» PROBLEM TO SOLVE
Would you pull out every line of the material that contains the string "GroqProvider"?

::: GIVEN RECORDS :::

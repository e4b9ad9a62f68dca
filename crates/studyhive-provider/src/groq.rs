use anyhow::{anyhow, Result};
use async_trait::async_trait;
use futures_core::Stream;
use reqwest::StatusCode;
use serde::{Deserialize, Serialize};
use std::pin::Pin;
use tokio_stream::StreamExt;

use crate::{LlmProvider, LlmRequest, LlmResponse, StreamChunk, Transcription, TranscriptionProvider};

pub const GROQ_API_BASE: &str = "https://api.groq.com/openai/v1";

/// Groq's OpenAI-compatible API: chat completions (plain and streaming)
/// plus Whisper audio transcription.
#[derive(Debug, Clone)]
pub struct GroqProvider {
    client: reqwest::Client,
    api_key: String,
    api_base: String,
}

#[derive(Debug, Clone, PartialEq)]
pub enum ProviderErrorKind {
    RateLimit,
    ServerError,
    Timeout,
    AuthError,
    InvalidRequest,
    Unknown,
}

impl ProviderErrorKind {
    pub fn from_status(status: StatusCode) -> Self {
        match status.as_u16() {
            429 => Self::RateLimit,
            401 | 403 => Self::AuthError,
            400 | 422 => Self::InvalidRequest,
            500..=599 => Self::ServerError,
            _ => Self::Unknown,
        }
    }

    pub fn is_retryable(&self) -> bool {
        matches!(self, Self::RateLimit | Self::ServerError | Self::Timeout)
    }
}

impl GroqProvider {
    pub fn new(api_key: impl Into<String>) -> Self {
        Self::with_base(api_key, GROQ_API_BASE)
    }

    pub fn with_base(api_key: impl Into<String>, api_base: impl Into<String>) -> Self {
        Self {
            client: reqwest::Client::builder()
                .timeout(std::time::Duration::from_secs(60))
                .build()
                .unwrap_or_default(),
            api_key: api_key.into(),
            api_base: api_base.into().trim_end_matches('/').to_string(),
        }
    }

    pub(crate) fn to_api_request(request: LlmRequest) -> ApiRequest {
        let mut messages = Vec::with_capacity(request.messages.len() + 1);
        if let Some(system) = request.system {
            messages.push(ApiMessage {
                role: "system".into(),
                content: system,
            });
        }
        messages.extend(request.messages.into_iter().map(|m| ApiMessage {
            role: m.role,
            content: m.content,
        }));

        ApiRequest {
            model: request.model,
            messages,
            max_tokens: request.max_tokens,
            temperature: request.temperature,
            response_format: request
                .json_object
                .then(|| ApiResponseFormat { format_type: "json_object".into() }),
            stream: false,
        }
    }

    async fn post_completions(&self, payload: &ApiRequest) -> Result<reqwest::Response> {
        let url = format!("{}/chat/completions", self.api_base);
        let resp = match self
            .client
            .post(url)
            .bearer_auth(&self.api_key)
            .json(payload)
            .send()
            .await
        {
            Ok(r) => r,
            Err(e) if e.is_timeout() => {
                return Err(anyhow!(
                    "groq api error (timeout) [retryable]: request timed out after 60s"
                ));
            }
            Err(e) if e.is_connect() => {
                return Err(anyhow!("groq api error (connect) [retryable]: {e}"));
            }
            Err(e) => return Err(e.into()),
        };

        let status = resp.status();
        if status != StatusCode::OK {
            let text = resp.text().await?;
            let parsed = serde_json::from_str::<ApiError>(&text).ok();
            return Err(format_api_error(status, parsed));
        }
        Ok(resp)
    }
}

#[async_trait]
impl LlmProvider for GroqProvider {
    async fn chat(&self, request: LlmRequest) -> Result<LlmResponse> {
        let payload = Self::to_api_request(request);
        let resp = self.post_completions(&payload).await?;
        let body: ApiResponse = resp.json().await?;

        let text = body
            .choices
            .first()
            .and_then(|c| c.message.as_ref())
            .map(|m| m.content.clone())
            .unwrap_or_default();

        Ok(LlmResponse {
            text,
            model: body.model.unwrap_or(payload.model),
            input_tokens: body.usage.as_ref().map(|u| u.prompt_tokens),
            output_tokens: body.usage.as_ref().map(|u| u.completion_tokens),
        })
    }

    async fn stream(
        &self,
        request: LlmRequest,
    ) -> Result<Pin<Box<dyn Stream<Item = Result<StreamChunk>> + Send>>> {
        let mut payload = Self::to_api_request(request);
        payload.stream = true;
        let resp = self.post_completions(&payload).await?;
        let sse_stream = parse_sse_stream(resp.bytes_stream());
        Ok(Box::pin(sse_stream))
    }
}

#[async_trait]
impl TranscriptionProvider for GroqProvider {
    async fn transcribe(&self, audio: Vec<u8>, mime: &str, model: &str) -> Result<Transcription> {
        let url = format!("{}/audio/transcriptions", self.api_base);
        let file_name = format!("audio.{}", ext_from_mime(mime));
        let part = reqwest::multipart::Part::bytes(audio)
            .file_name(file_name)
            .mime_str(mime)?;
        let form = reqwest::multipart::Form::new()
            .part("file", part)
            .text("model", model.to_string())
            .text("response_format", "verbose_json");

        let resp = match self
            .client
            .post(url)
            .bearer_auth(&self.api_key)
            .multipart(form)
            .send()
            .await
        {
            Ok(r) => r,
            Err(e) if e.is_timeout() => {
                return Err(anyhow!(
                    "groq api error (timeout) [retryable]: request timed out after 60s"
                ));
            }
            Err(e) if e.is_connect() => {
                return Err(anyhow!("groq api error (connect) [retryable]: {e}"));
            }
            Err(e) => return Err(e.into()),
        };

        let status = resp.status();
        if status != StatusCode::OK {
            let text = resp.text().await?;
            let parsed = serde_json::from_str::<ApiError>(&text).ok();
            return Err(format_api_error(status, parsed));
        }

        Ok(resp.json::<Transcription>().await?)
    }
}

fn ext_from_mime(mime: &str) -> &'static str {
    if mime.contains("webm") {
        "webm"
    } else if mime.contains("ogg") {
        "ogg"
    } else if mime.contains("wav") {
        "wav"
    } else {
        "dat"
    }
}

fn parse_sse_stream(
    byte_stream: impl Stream<Item = std::result::Result<bytes::Bytes, reqwest::Error>> + Send + 'static,
) -> impl Stream<Item = Result<StreamChunk>> + Send {
    async_stream::stream! {
        tokio::pin!(byte_stream);
        let mut buffer = String::new();

        while let Some(chunk_result) = byte_stream.next().await {
            match chunk_result {
                Ok(bytes) => {
                    buffer.push_str(&String::from_utf8_lossy(&bytes));

                    while let Some(pos) = buffer.find("\n\n") {
                        let event_text = buffer[..pos].to_string();
                        buffer = buffer[pos + 2..].to_string();

                        for line in event_text.lines() {
                            let Some(data) = line.strip_prefix("data: ") else {
                                continue;
                            };

                            if data == "[DONE]" {
                                yield Ok(StreamChunk { delta: String::new(), is_final: true });
                                return;
                            }

                            match serde_json::from_str::<serde_json::Value>(data) {
                                Ok(event) => {
                                    if let Some(chunk) = parse_sse_event(&event) {
                                        yield Ok(chunk);
                                    }
                                }
                                Err(e) => {
                                    yield Err(anyhow!("invalid sse event payload: {e}"));
                                    return;
                                }
                            }
                        }
                    }
                }
                Err(e) => {
                    yield Err(anyhow!("stream error: {e}"));
                    return;
                }
            }
        }
    }
}

fn parse_sse_event(event: &serde_json::Value) -> Option<StreamChunk> {
    let choice = event.get("choices")?.get(0)?;
    if let Some(text) = choice
        .get("delta")
        .and_then(|d| d.get("content"))
        .and_then(|c| c.as_str())
    {
        if !text.is_empty() {
            return Some(StreamChunk {
                delta: text.to_string(),
                is_final: false,
            });
        }
    }
    if choice
        .get("finish_reason")
        .map(|r| !r.is_null())
        .unwrap_or(false)
    {
        return Some(StreamChunk {
            delta: String::new(),
            is_final: true,
        });
    }
    None
}

fn format_api_error(status: StatusCode, parsed: Option<ApiError>) -> anyhow::Error {
    let kind = ProviderErrorKind::from_status(status);
    let retryable = if kind.is_retryable() { " [retryable]" } else { "" };
    if let Some(api_error) = parsed {
        let detail = api_error.error;
        anyhow!(
            "groq api error ({status}){retryable}: {} ({})",
            detail.message,
            detail.error_type.unwrap_or_else(|| "unknown".into())
        )
    } else {
        anyhow!("groq api error ({status}){retryable}")
    }
}

#[derive(Debug, Clone, Serialize, Deserialize)]
pub(crate) struct ApiRequest {
    pub model: String,
    pub messages: Vec<ApiMessage>,
    pub max_tokens: u32,
    #[serde(skip_serializing_if = "Option::is_none")]
    pub temperature: Option<f32>,
    #[serde(skip_serializing_if = "Option::is_none")]
    pub response_format: Option<ApiResponseFormat>,
    #[serde(default, skip_serializing_if = "std::ops::Not::not")]
    pub stream: bool,
}

#[derive(Debug, Clone, Serialize, Deserialize)]
pub(crate) struct ApiResponseFormat {
    #[serde(rename = "type")]
    pub format_type: String,
}

#[derive(Debug, Clone, Serialize, Deserialize)]
pub(crate) struct ApiMessage {
    pub role: String,
    pub content: String,
}

#[derive(Debug, Clone, Deserialize)]
pub(crate) struct ApiResponse {
    pub choices: Vec<ApiChoice>,
    #[serde(default)]
    pub usage: Option<ApiUsage>,
    #[serde(default)]
    pub model: Option<String>,
}

#[derive(Debug, Clone, Deserialize)]
pub(crate) struct ApiChoice {
    #[serde(default)]
    pub message: Option<ApiMessage>,
}

#[derive(Debug, Clone, Deserialize)]
pub(crate) struct ApiUsage {
    pub prompt_tokens: u32,
    pub completion_tokens: u32,
}

#[derive(Debug, Clone, Deserialize)]
pub(crate) struct ApiError {
    pub error: ApiErrorDetail,
}

#[derive(Debug, Clone, Deserialize)]
pub(crate) struct ApiErrorDetail {
    #[serde(rename = "type", default)]
    pub error_type: Option<String>,
    pub message: String,
}
//! Domain models and types for kitsync.
//!
//! # Overview
//!
//! The domain layer provides:
//! - **Strongly-typed identifiers** ([`OrderId`], [`ProductId`], [`ResourceId`], [`PurchaseId`])
//! - **Domain models** ([`Order`], [`Subscription`], [`Resource`])
//! - **Error types** ([`KitSyncError`], [`KitApiError`], [`StoreError`])
//! - **Result type alias** ([`Result`])
//!
//! # Type Safety
//!
//! Store and Kit ids are distinct newtypes, so an order id can never be passed
//! where a tag id is expected:
//!
//! ```rust
//! use kitsync::domain::{OrderId, Subscription};
//!
//! # fn example() -> Result<(), Box<dyn std::error::Error>> {
//! let order_id: OrderId = "#1042".parse()?;
//! let subscription: Subscription = "tag:17".parse()?;
//!
//! assert_eq!(order_id.value(), 1042);
//! assert_eq!(subscription.resource_id().value(), 17);
//! # Ok(())
//! # }
//! ```
//!
//! # Error Handling
//!
//! All fallible operations return [`Result<T, KitSyncError>`]; adapter errors
//! convert with the `?` operator.

pub mod errors;
pub mod ids;
pub mod order;
pub mod resource;
pub mod result;
pub mod subscription;

// Re-export commonly used types for convenience
pub use errors::{KitApiError, KitSyncError, StoreError};
pub use ids::{OrderId, ProductId, PurchaseId, ResourceId};
pub use order::{Customer, LineItem, Order, OrderBuilder, OrderTotals, SentMarker};
pub use result::Result;
pub use resource::{CachedResources, Resource, ResourceKind};
pub use subscription::Subscription;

:::

» ANSWER BOX
pub struct GroqProvider {
impl GroqProvider {
impl LlmProvider for GroqProvider {
impl TranscriptionProvider for GroqProvider {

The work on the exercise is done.